Sous la direction de Jean-Michel Salanskis.


  • Résumé

    La manque de précision dans l'histoire de la philosophie, le projet de la constitution qui impose notre ordre aux choses, le verbalisme qui menace sans cesse les philosophes, le relativisme qui interdit tous les accès à un absolu… toutes ces formes d'imprécision se résume en « l'expérience humaine ». À travers ce développement, on trouve un éclaircissement progressif du premier refus qui était très vague et obscur. Il ne s'agit plus de poursuivre une genèse des formes intellectuelles à partir des faits saisis de la manière naïve, voire ni de renoncer au projet d'analyse génétique pour fonder tous les choses sur un pouvoir de la conscience à les constituer. Il s'agit d'épurer les plans d'expérience donnés par « un examen critique de la faculté de connaître » pour se porter vers une expérience d'un autre ordre, celle d'autrui, qu'on ne peut pas saisir par la faculté de connaître tout faite. La durée est, avant d'être le point de départ de la philosophie de Bergson, introduite comme « [une] issue, [une] porte de sortie par où [il] échappai[t] aux incertitudes du verbalisme ». La durée n'est pas seulement un objet psychique opposé à la spatialité de la matière, c'est une méthode d'échapper à un ordre tout fait pour trouver une fissure, une porte de sortie vers un autre ordre : voir sub specie durationis. Au début du XXe siècle, Bergson ne pouvait que le tenir pour un moyen d'entrer au dedans d'un objet, à son intériorité. Pour éviter le risque d'être critiqué comme un psychologisme que l'on a souvent reproché à Bergson pendant le dernier siècle, on devrait le nommer comme un moyen de trouver des traces d'autrui dans cet objet.
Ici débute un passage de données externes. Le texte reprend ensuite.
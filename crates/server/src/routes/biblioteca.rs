use axum::{
    Json,
    extract::{Path, Query, State},
    http::StatusCode,
};
use rusqlite::Connection;

use dsicola_api::db;
use dsicola_api::{
    Capability, CreateEmprestimoRequest, CreateItemRequest, EmprestimoQuery, EmprestimoResponse,
    EmprestimoStatus, ItemResponse, ListResponse, service,
};
use dsicola_core::library::{check_devolucao, validate_quantidade_total};

use super::auth::AuthUser;
use super::{hoje, new_id, user_role};
use crate::AppConfig;
use crate::error::ApiErr;
use crate::rows;
use crate::storage::{Db, sq_execute, sq_query_map, sq_query_opt, sq_query_row};

fn load_item(conn: &Connection, inst: &str, id: &str) -> Result<ItemResponse, ApiErr> {
    sq_query_opt(conn, db::biblioteca::get_item(inst, id), rows::item)
        .map_err(ApiErr::from_db("load item"))?
        .ok_or_else(|| ApiErr::not_found("item not found"))
}

fn load_emprestimo(conn: &Connection, inst: &str, id: &str) -> Result<EmprestimoResponse, ApiErr> {
    let hoje = hoje();
    sq_query_opt(conn, db::biblioteca::get_emprestimo(inst, id), |row| {
        rows::emprestimo(row, hoje)
    })
    .map_err(ApiErr::from_db("load emprestimo"))?
    .ok_or_else(|| ApiErr::not_found("emprestimo not found"))
}

fn count(conn: &Connection, built: db::Built) -> Result<i64, ApiErr> {
    sq_query_row(conn, built, |row| row.get(0)).map_err(ApiErr::from_db("count emprestimos"))
}

pub async fn create_item(
    State(db): State<Db>,
    user: AuthUser,
    Json(req): Json<CreateItemRequest>,
) -> Result<(StatusCode, Json<ItemResponse>), ApiErr> {
    user.require(Capability::ManageLibrary)?;
    let inst = user.tenant()?;
    let titulo = service::validate_text("titulo", &req.titulo, 300)?;
    let autor = service::validate_text("autor", &req.autor, 200)?;
    let isbn = service::optional_text(req.isbn.as_deref());
    let categoria = service::optional_text(req.categoria.as_deref());
    let quantidade_total = validate_quantidade_total(req.quantidade_total)?;

    let conn = db.conn();
    let id = new_id();
    sq_execute(
        &conn,
        db::biblioteca::insert_item(
            inst,
            &db::biblioteca::NewItem {
                id: &id,
                titulo: &titulo,
                autor: &autor,
                isbn: isbn.as_deref(),
                categoria: categoria.as_deref(),
                quantidade_total,
            },
        ),
    )
    .map_err(ApiErr::from_db("insert item"))?;

    Ok((StatusCode::CREATED, Json(load_item(&conn, inst, &id)?)))
}

/// Every authenticated member of the institution can browse the catalogue.
pub async fn list_itens(
    State(db): State<Db>,
    user: AuthUser,
) -> Result<Json<ListResponse<ItemResponse>>, ApiErr> {
    let inst = user.tenant()?;
    let conn = db.conn();
    let items = sq_query_map(&conn, db::biblioteca::list_itens(inst), rows::item)
        .map_err(ApiErr::from_db("list itens"))?;
    Ok(Json(items.into()))
}

/// Lend one copy. The borrower must have no overdue loan and stay under the
/// active-loan limit.
pub async fn create_emprestimo(
    State(db): State<Db>,
    State(config): State<AppConfig>,
    user: AuthUser,
    Json(req): Json<CreateEmprestimoRequest>,
) -> Result<(StatusCode, Json<EmprestimoResponse>), ApiErr> {
    user.require(Capability::ManageLibrary)?;
    let inst = user.tenant()?;
    let politica = config.politica_emprestimo;

    let conn = db.conn();
    user_role(&conn, inst, &req.usuario_id)?;
    let item = load_item(&conn, inst, &req.item_id)?;
    let hoje = hoje();
    let hoje_str = service::format_date(hoje);
    let ativos = count(&conn, db::biblioteca::count_ativos(inst, &req.usuario_id))?;
    let atrasados = count(
        &conn,
        db::biblioteca::count_atrasados(inst, &req.usuario_id, &hoje_str),
    )?;
    politica.check_emprestimo(item.disponiveis, ativos, atrasados)?;

    let id = new_id();
    sq_execute(
        &conn,
        db::biblioteca::insert_emprestimo(
            inst,
            &id,
            &item.id,
            &req.usuario_id,
            &hoje_str,
            &service::format_date(politica.data_prevista(hoje)),
        ),
    )
    .map_err(ApiErr::from_db("insert emprestimo"))?;

    tracing::info!(
        item_id = %item.id,
        usuario_id = %req.usuario_id,
        emprestimo_id = %id,
        "item lent"
    );
    Ok((StatusCode::CREATED, Json(load_emprestimo(&conn, inst, &id)?)))
}

/// Borrowers without the library capability see only their own loans.
pub async fn list_emprestimos(
    State(db): State<Db>,
    user: AuthUser,
    Query(q): Query<EmprestimoQuery>,
) -> Result<Json<ListResponse<EmprestimoResponse>>, ApiErr> {
    let inst = user.tenant()?;
    let usuario_id = if user.role.allows(Capability::ManageLibrary) {
        q.usuario_id.as_deref()
    } else {
        Some(user.user_id.as_str())
    };

    let conn = db.conn();
    let hoje = hoje();
    let mut items = sq_query_map(
        &conn,
        db::biblioteca::list_emprestimos(
            inst,
            usuario_id,
            q.status.as_ref().map(EmprestimoStatus::as_str),
        ),
        |row| rows::emprestimo(row, hoje),
    )
    .map_err(ApiErr::from_db("list emprestimos"))?;
    if q.atrasado {
        items.retain(|e| e.atrasado);
    }
    Ok(Json(items.into()))
}

pub async fn devolver_emprestimo(
    State(db): State<Db>,
    user: AuthUser,
    Path(id): Path<String>,
) -> Result<Json<EmprestimoResponse>, ApiErr> {
    user.require(Capability::ManageLibrary)?;
    let inst = user.tenant()?;

    let conn = db.conn();
    let emprestimo = load_emprestimo(&conn, inst, &id)?;
    check_devolucao(emprestimo.status)?;
    sq_execute(
        &conn,
        db::biblioteca::devolver(inst, &id, &service::format_date(hoje())),
    )
    .map_err(ApiErr::from_db("return emprestimo"))?;

    if emprestimo.atrasado {
        tracing::warn!(
            emprestimo_id = %id,
            prevista = %emprestimo.data_prevista_devolucao,
            "item returned late"
        );
    } else {
        tracing::info!(emprestimo_id = %id, "item returned");
    }
    Ok(Json(load_emprestimo(&conn, inst, &id)?))
}
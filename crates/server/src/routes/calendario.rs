use axum::{
    Json,
    extract::{Path, State},
    http::StatusCode,
};

use dsicola_api::db;
use dsicola_api::{
    AnoLetivoResponse, AnoLetivoStatus, Capability, CreateAnoLetivoRequest, ListResponse,
    PeriodoEstado, PeriodosResponse, service,
};
use dsicola_core::academic::validate_ano_letivo;

use super::auth::AuthUser;
use super::{ano_ativo, load_ano, load_calendario, new_id};
use crate::error::ApiErr;
use crate::rows;
use crate::storage::{Db, sq_execute, sq_query_map};

pub async fn create_ano_letivo(
    State(db): State<Db>,
    user: AuthUser,
    Json(req): Json<CreateAnoLetivoRequest>,
) -> Result<(StatusCode, Json<AnoLetivoResponse>), ApiErr> {
    user.require(Capability::ManageAcademicStructure)?;
    let inst = user.tenant()?;

    let inicio = service::parse_date("data_inicio", &req.data_inicio)?;
    let fim = service::parse_date("data_fim", &req.data_fim)?;
    validate_ano_letivo(req.ano, inicio, fim)?;

    let conn = db.conn();
    let id = new_id();
    sq_execute(
        &conn,
        db::calendario::insert_ano(
            inst,
            &id,
            req.ano,
            &service::format_date(inicio),
            &service::format_date(fim),
        ),
    )
    .map_err(ApiErr::from_write(
        "insert ano letivo",
        "an ano letivo with this year already exists",
    ))?;

    tracing::info!(instituicao_id = %inst, ano = req.ano, "ano letivo created");
    Ok((StatusCode::CREATED, Json(load_ano(&conn, inst, &id)?)))
}

pub async fn list_anos_letivos(
    State(db): State<Db>,
    user: AuthUser,
) -> Result<Json<ListResponse<AnoLetivoResponse>>, ApiErr> {
    let inst = user.tenant()?;
    let conn = db.conn();
    let items = sq_query_map(&conn, db::calendario::list_anos(inst), rows::ano_letivo)
        .map_err(ApiErr::from_db("list anos letivos"))?;
    Ok(Json(items.into()))
}

/// `PLANEJADO -> ATIVO`. An institution runs one active year at a time.
pub async fn iniciar_ano_letivo(
    State(db): State<Db>,
    user: AuthUser,
    Path(id): Path<String>,
) -> Result<Json<AnoLetivoResponse>, ApiErr> {
    user.require(Capability::ManageAcademicStructure)?;
    let inst = user.tenant()?;

    let conn = db.conn();
    let ano = load_ano(&conn, inst, &id)?;
    let next = ano.status.iniciar()?;
    if let Some(ativo) = ano_ativo(&conn, inst)? {
        return Err(ApiErr::conflict(format!(
            "ano letivo {} is already {}",
            ativo.ano,
            AnoLetivoStatus::Ativo
        )));
    }

    sq_execute(&conn, db::calendario::set_ano_status(inst, &id, next.as_str()))
        .map_err(ApiErr::from_db("start ano letivo"))?;

    tracing::info!(instituicao_id = %inst, ano = ano.ano, "ano letivo started");
    Ok(Json(load_ano(&conn, inst, &id)?))
}

/// Teaching periods of the year plus `ANO`, each with its closed flag.
pub async fn list_periodos(
    State(db): State<Db>,
    user: AuthUser,
    Path(id): Path<String>,
) -> Result<Json<PeriodosResponse>, ApiErr> {
    let inst = user.tenant()?;
    let conn = db.conn();
    let ano = load_ano(&conn, inst, &id)?;
    let calendario = load_calendario(&conn, inst, &ano)?;

    Ok(Json(PeriodosResponse {
        ano_letivo_id: ano.id,
        tipo_academico: calendario.tipo(),
        status: calendario.status(),
        periodos: calendario
            .periodos()
            .into_iter()
            .map(|(periodo, encerrado)| PeriodoEstado { periodo, encerrado })
            .collect(),
    }))
}
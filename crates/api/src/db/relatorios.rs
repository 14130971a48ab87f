//! Read-only aggregation queries behind boletim, pauta and attendance
//! summaries.

use sea_query::{Alias, Expr, Func, Order, Query, SqliteQueryBuilder};

use super::Built;
use super::tables::{
    Aulas, Avaliacoes, Disciplinas, Matriculas, Notas, PlanosEnsino, Presencas, Turmas,
};

/// Plans of the turmas a student attends in a year.
///
/// Column order: plano id, disciplina_id, disciplina nome, turma_id.
pub fn planos_do_aluno(instituicao_id: &str, aluno_id: &str, ano_letivo_id: &str) -> Built {
    Query::select()
        .column((PlanosEnsino::Table, PlanosEnsino::Id))
        .column((PlanosEnsino::Table, PlanosEnsino::DisciplinaId))
        .column((Disciplinas::Table, Disciplinas::Nome))
        .column((PlanosEnsino::Table, PlanosEnsino::TurmaId))
        .from(PlanosEnsino::Table)
        .inner_join(
            Disciplinas::Table,
            Expr::col((Disciplinas::Table, Disciplinas::Id))
                .equals((PlanosEnsino::Table, PlanosEnsino::DisciplinaId)),
        )
        .inner_join(
            Matriculas::Table,
            Expr::col((Matriculas::Table, Matriculas::TurmaId))
                .equals((PlanosEnsino::Table, PlanosEnsino::TurmaId)),
        )
        .and_where(Expr::col((PlanosEnsino::Table, PlanosEnsino::InstituicaoId)).eq(instituicao_id))
        .and_where(Expr::col((PlanosEnsino::Table, PlanosEnsino::AnoLetivoId)).eq(ano_letivo_id))
        .and_where(Expr::col((Matriculas::Table, Matriculas::AlunoId)).eq(aluno_id))
        .and_where(Expr::col((Matriculas::Table, Matriculas::Status)).eq("ATIVA"))
        .order_by((Disciplinas::Table, Disciplinas::Nome), Order::Asc)
        .build(SqliteQueryBuilder)
}

/// Header of a pauta.
///
/// Column order: turma_id, turma nome, disciplina nome, ano_letivo_id.
pub fn cabecalho_pauta(instituicao_id: &str, plano_id: &str) -> Built {
    Query::select()
        .column((PlanosEnsino::Table, PlanosEnsino::TurmaId))
        .column((Turmas::Table, Turmas::Nome))
        .column((Disciplinas::Table, Disciplinas::Nome))
        .column((PlanosEnsino::Table, PlanosEnsino::AnoLetivoId))
        .from(PlanosEnsino::Table)
        .inner_join(
            Turmas::Table,
            Expr::col((Turmas::Table, Turmas::Id))
                .equals((PlanosEnsino::Table, PlanosEnsino::TurmaId)),
        )
        .inner_join(
            Disciplinas::Table,
            Expr::col((Disciplinas::Table, Disciplinas::Id))
                .equals((PlanosEnsino::Table, PlanosEnsino::DisciplinaId)),
        )
        .and_where(Expr::col((PlanosEnsino::Table, PlanosEnsino::InstituicaoId)).eq(instituicao_id))
        .and_where(Expr::col((PlanosEnsino::Table, PlanosEnsino::Id)).eq(plano_id))
        .build(SqliteQueryBuilder)
}

/// Every grade recorded under a plan, optionally for one student.
///
/// Column order: aluno_id, periodo, tipo, peso, valor.
pub fn notas_do_plano(instituicao_id: &str, plano_id: &str, aluno_id: Option<&str>) -> Built {
    let mut q = Query::select()
        .column((Notas::Table, Notas::AlunoId))
        .column((Avaliacoes::Table, Avaliacoes::Periodo))
        .column((Avaliacoes::Table, Avaliacoes::Tipo))
        .column((Avaliacoes::Table, Avaliacoes::Peso))
        .column((Notas::Table, Notas::Valor))
        .from(Notas::Table)
        .inner_join(
            Avaliacoes::Table,
            Expr::col((Avaliacoes::Table, Avaliacoes::Id))
                .equals((Notas::Table, Notas::AvaliacaoId)),
        )
        .and_where(Expr::col((Notas::Table, Notas::InstituicaoId)).eq(instituicao_id))
        .and_where(Expr::col((Avaliacoes::Table, Avaliacoes::PlanoId)).eq(plano_id))
        .to_owned();
    if let Some(aluno) = aluno_id {
        q.and_where(Expr::col((Notas::Table, Notas::AlunoId)).eq(aluno));
    }
    q.build(SqliteQueryBuilder)
}

/// Attendance under a plan, weighted by each aula's quantidade.
///
/// Column order: aluno_id, status, total.
pub fn frequencia_do_plano(
    instituicao_id: &str,
    plano_id: &str,
    aluno_id: Option<&str>,
) -> Built {
    let mut q = Query::select()
        .column((Presencas::Table, Presencas::AlunoId))
        .column((Presencas::Table, Presencas::Status))
        .expr_as(
            Func::sum(Expr::col((Aulas::Table, Aulas::Quantidade))),
            Alias::new("total"),
        )
        .from(Presencas::Table)
        .inner_join(
            Aulas::Table,
            Expr::col((Aulas::Table, Aulas::Id)).equals((Presencas::Table, Presencas::AulaId)),
        )
        .and_where(Expr::col((Presencas::Table, Presencas::InstituicaoId)).eq(instituicao_id))
        .and_where(Expr::col((Aulas::Table, Aulas::PlanoId)).eq(plano_id))
        .to_owned();
    if let Some(aluno) = aluno_id {
        q.and_where(Expr::col((Presencas::Table, Presencas::AlunoId)).eq(aluno));
    }
    q.group_by_col((Presencas::Table, Presencas::AlunoId))
        .group_by_col((Presencas::Table, Presencas::Status))
        .build(SqliteQueryBuilder)
}

#[cfg(test)]
mod tests {
    use super::*;

    #[test]
    fn attendance_is_grouped_per_student_and_status() {
        let (sql, values) = frequencia_do_plano("inst-1", "plano-1", None);
        assert!(sql.contains("SUM"));
        assert!(sql.contains("GROUP BY"));
        assert_eq!(values.0.len(), 2);
    }

    #[test]
    fn student_plans_require_active_enrollment() {
        let (_, values) = planos_do_aluno("inst-1", "aluno-1", "ano-1");
        assert_eq!(values.0.len(), 4);
    }
}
Les fissures découvertes par l'intuition de la durée troublant tout le champ d'expérience, « nous pouvons et devons y[à un absolu] arriver sans secousse, sans abandonner le fil de l'expérience, et en montant vers des régions d'expérience, où l'intuition demande de plus en plus d'effort ». C'est une expérience saisie à la « source » de l'expérience humaine, mais « épurée, je veux dire dégagée, là où il le faut, des cadres que notre intelligence a constitués au fur et à mesure des progrès de notre action sur les choses ». Pour y arriver, il nous faudrait une théorie de la connaissance, ou plutôt une critique de la faculté de connaître, qui serait une procédure pour défaire des cadres de connaissance que nos besoins ont faits.

  • Titre traduit

    Vital effort and human effort for Bergson


  • Résumé

    Mprecision can be summed up as "human experience". Through this development we find a gradual clarification of the first refusal which was very vague and obscure. It is no longer a question of pursuing a genesis of intellectual forms from facts grasped in a naive way, or even of giving up the project of genetic analysis in order to base all things on the power of consciousness to constitute them. It is a question of purifying the plans of experience given by "a critical examination of the faculty of knowing" in order to move towards an experience of another order, that of others, which one cannot grasp by the faculty of knowing ready-made. Duration, before being the starting point of Bergson's philosophy, is introduced as "[an] exit, [a] way out through which [he] escaped the uncertainties of verbalism". Duration is not just a psychic object opposed to the spatiality of matter, it is a method of escaping a ready-made order to find a crack, a way out to another order: see sub specie durationis. At the start of the 20th century, Bergson could only see it as a means of entering the interior of an object, its interiority. To avoid the risk of being criticized as the psychologism that Bergson has often been criticized for over the past century, it should be named as a means of finding traces of others in this object. The cracks uncovered by the intuition of duration disturbing the whole field of experience, "we can and must [in an absolute] arrive there without jerking, without abandoning the thread of experience, and ascending to regions of experience where intuition requires more and more effort ”. It is an experience grasped at the "source" of human experience, but "refined, I mean freed, where necessary, from the frameworks that our intelligence has built up as our action on things progresses". To achieve this, we would need a theory of knowledge, or rather a critique of the faculty of knowing, which would be a procedure for undoing the frames of knowledge that our needs have made.